■ **How to complete this task**:
Restate only the tail of the data below, starting at the line that contains "pub fn supports(&self, capability: &str)" and including the last line, word for word.

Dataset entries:
=== Section Start ===
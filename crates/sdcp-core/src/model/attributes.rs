// ── Static printer attributes ──

use serde::Serialize;

/// Mostly static facts about a printer. Replaced wholesale on every
/// attributes push.
#[derive(Debug, Clone, Default, PartialEq, Eq, Serialize)]
pub struct Attributes {
    pub name: String,
    pub machine_name: String,
    pub brand_name: Option<String>,
    pub mainboard_id: String,
    pub mainboard_ip: Option<String>,
    pub protocol_version: Option<String>,
    pub firmware_version: Option<String>,
    /// Screen or exposure resolution, e.g. `"11520x5120"`.
    pub resolution: Option<String>,
    /// Build volume, e.g. `"218.88x122.88x220"`.
    pub build_volume: Option<String>,
    pub capabilities: Vec<String>,
    pub supported_file_types: Vec<String>,
    pub video_streams_connected: Option<u32>,
    pub video_streams_max: Option<u32>,
    /// Free storage in bytes.
    pub remaining_memory: Option<u64>,
    pub camera_connected: Option<bool>,
    pub usb_disk_connected: Option<bool>,
}

impl Attributes {
    pub fn supports(&self, capability: &str) -> bool {
        self.capabilities
            .iter()
            .any(|c| c.eq_ignore_ascii_case(capability))
    }
}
=== Section End ===
■ **The completed task**:
    pub fn supports(&self, capability: &str) -> bool {
        self.capabilities
            .iter()
            .any(|c| c.eq_ignore_ascii_case(capability))
    }
}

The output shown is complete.